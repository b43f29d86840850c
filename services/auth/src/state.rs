//! State shared by the authentication handlers and middleware

use common::cache::RedisPool;

use crate::{
    cookies::CookieConfig, jwt::JwtService, rate_limiter::RateLimiter,
    repositories::UserRepository,
};

/// Authentication state shared across handlers
#[derive(Clone)]
pub struct AuthState {
    pub jwt_service: JwtService,
    pub user_repository: UserRepository,
    pub redis_pool: RedisPool,
    pub rate_limiter: RateLimiter,
    pub cookie_config: CookieConfig,
}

◇ ◇ ◇ ◇

EXERCISE →
The required output is all of the material, word for word.

SOLUTION TO THE PROBLEM →
repository b43f29d86840850c
filename services/auth/src/state.rs
//! State shared by the authentication handlers and middleware

use common::cache::RedisPool;

use crate::{
    cookies::CookieConfig, jwt::JwtService, rate_limiter::RateLimiter,
    repositories::UserRepository,
};

/// Authentication state shared across handlers
#[derive(Clone)]
pub struct AuthState {
    pub jwt_service: JwtService,
    pub user_repository: UserRepository,
    pub redis_pool: RedisPool,
    pub rate_limiter: RateLimiter,
    pub cookie_config: CookieConfig,
}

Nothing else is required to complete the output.